# Activity
An exact copy of all the data below is needed.

Top of Recorded data

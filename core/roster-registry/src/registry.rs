use crate::{RegistryError, RegistryResult};
use roster_types::{NewUser, User, UserId};
use std::collections::BTreeMap;
use tokio::sync::RwLock;
use tracing::{debug, info};

/// State guarded by the registry lock.
#[derive(Debug)]
struct Inner {
    /// Keyed by id. Ids only ever grow, so key order is creation order.
    users: BTreeMap<UserId, User>,
    /// Always greater than every id issued so far.
    next_id: UserId,
}

/// The in-memory owner of all user records.
#[derive(Debug)]
pub struct UserRegistry {
    inner: RwLock<Inner>,
}

impl UserRegistry {
    /// Creates an empty registry whose first issued id is 1.
    pub fn new() -> Self {
        Self {
            inner: RwLock::new(Inner {
                users: BTreeMap::new(),
                next_id: UserId::FIRST,
            }),
        }
    }

    /// Registers a new user and returns the stored record.
    ///
    /// Never fails. No validation is applied to the name or email.
    pub async fn create(&self, request: NewUser) -> User {
        let mut inner = self.inner.write().await;
        let id = inner.next_id;
        inner.next_id = id.next();

        let user = User::from_request(id, request);
        inner.users.insert(id, user.clone());
        info!(user_id = %id, total = inner.users.len(), "User created");
        user
    }

    /// Returns every user in creation order.
    pub async fn list_all(&self) -> Vec<User> {
        let inner = self.inner.read().await;
        inner.users.values().cloned().collect()
    }

    /// Looks up a single user.
    pub async fn get_by_id(&self, id: UserId) -> RegistryResult<User> {
        let inner = self.inner.read().await;
        match inner.users.get(&id) {
            Some(user) => Ok(user.clone()),
            None => {
                debug!(user_id = %id, "User lookup missed");
                Err(RegistryError::NotFound(id))
            }
        }
    }

    /// Returns, in creation order, every user whose name contains
    /// `needle` ignoring case.
    pub async fn filter_by_name(&self, needle: &str) -> Vec<User> {
        let inner = self.inner.read().await;
        let matches: Vec<User> = inner
            .users
            .values()
            .filter(|u| u.name_contains(needle))
            .cloned()
            .collect();
        debug!(needle, matched = matches.len(), "Filtered users by name");
        matches
    }

    /// Removes a user. State is untouched when the id is unknown.
    pub async fn delete_by_id(&self, id: UserId) -> RegistryResult<()> {
        let mut inner = self.inner.write().await;
        match inner.users.remove(&id) {
            Some(_) => {
                info!(user_id = %id, total = inner.users.len(), "User deleted");
                Ok(())
            }
            None => {
                debug!(user_id = %id, "Delete of unknown user");
                Err(RegistryError::NotFound(id))
            }
        }
    }

    /// Number of users currently registered.
    pub async fn len(&self) -> usize {
        self.inner.read().await.users.len()
    }

    /// Whether no users are currently registered.
    pub async fn is_empty(&self) -> bool {
        self.inner.read().await.users.is_empty()
    }
}

impl Default for UserRegistry {
    fn default() -> Self {
        Self::new()
    }
}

Bottom of Recorded data

# Answer for this exercise
filename core/roster-registry/src/registry.rs
use crate::{RegistryError, RegistryResult};
use roster_types::{NewUser, User, UserId};
use std::collections::BTreeMap;
use tokio::sync::RwLock;
use tracing::{debug, info};

/// State guarded by the registry lock.
#[derive(Debug)]
struct Inner {
    /// Keyed by id. Ids only ever grow, so key order is creation order.
    users: BTreeMap<UserId, User>,
    /// Always greater than every id issued so far.
    next_id: UserId,
}

/// The in-memory owner of all user records.
#[derive(Debug)]
pub struct UserRegistry {
    inner: RwLock<Inner>,
}

impl UserRegistry {
    /// Creates an empty registry whose first issued id is 1.
    pub fn new() -> Self {
        Self {
            inner: RwLock::new(Inner {
                users: BTreeMap::new(),
                next_id: UserId::FIRST,
            }),
        }
    }

    /// Registers a new user and returns the stored record.
    ///
    /// Never fails. No validation is applied to the name or email.
    pub async fn create(&self, request: NewUser) -> User {
        let mut inner = self.inner.write().await;
        let id = inner.next_id;
        inner.next_id = id.next();

        let user = User::from_request(id, request);
        inner.users.insert(id, user.clone());
        info!(user_id = %id, total = inner.users.len(), "User created");
        user
    }

    /// Returns every user in creation order.
    pub async fn list_all(&self) -> Vec<User> {
        let inner = self.inner.read().await;
        inner.users.values().cloned().collect()
    }

    /// Looks up a single user.
    pub async fn get_by_id(&self, id: UserId) -> RegistryResult<User> {
        let inner = self.inner.read().await;
        match inner.users.get(&id) {
            Some(user) => Ok(user.clone()),
            None => {
                debug!(user_id = %id, "User lookup missed");
                Err(RegistryError::NotFound(id))
            }
        }
    }

    /// Returns, in creation order, every user whose name contains
    /// `needle` ignoring case.
    pub async fn filter_by_name(&self, needle: &str) -> Vec<User> {
        let inner = self.inner.read().await;
        let matches: Vec<User> = inner
            .users
            .values()
            .filter(|u| u.name_contains(needle))
            .cloned()
            .collect();
        debug!(needle, matched = matches.len(), "Filtered users by name");
        matches
    }

    /// Removes a user. State is untouched when the id is unknown.
    pub async fn delete_by_id(&self, id: UserId) -> RegistryResult<()> {
        let mut inner = self.inner.write().await;
        match inner.users.remove(&id) {
            Some(_) => {
                info!(user_id = %id, total = inner.users.len(), "User deleted");
                Ok(())
            }
            None => {
                debug!(user_id = %id, "Delete of unknown user");
                Err(RegistryError::NotFound(id))
            }
        }
    }

    /// Number of users currently registered.
    pub async fn len(&self) -> usize {
        self.inner.read().await.users.len()
    }

    /// Whether no users are currently registered.
    pub async fn is_empty(&self) -> bool {
        self.inner.read().await.users.is_empty()
    }
}

impl Default for UserRegistry {
    fn default() -> Self {
        Self::new()
    }
}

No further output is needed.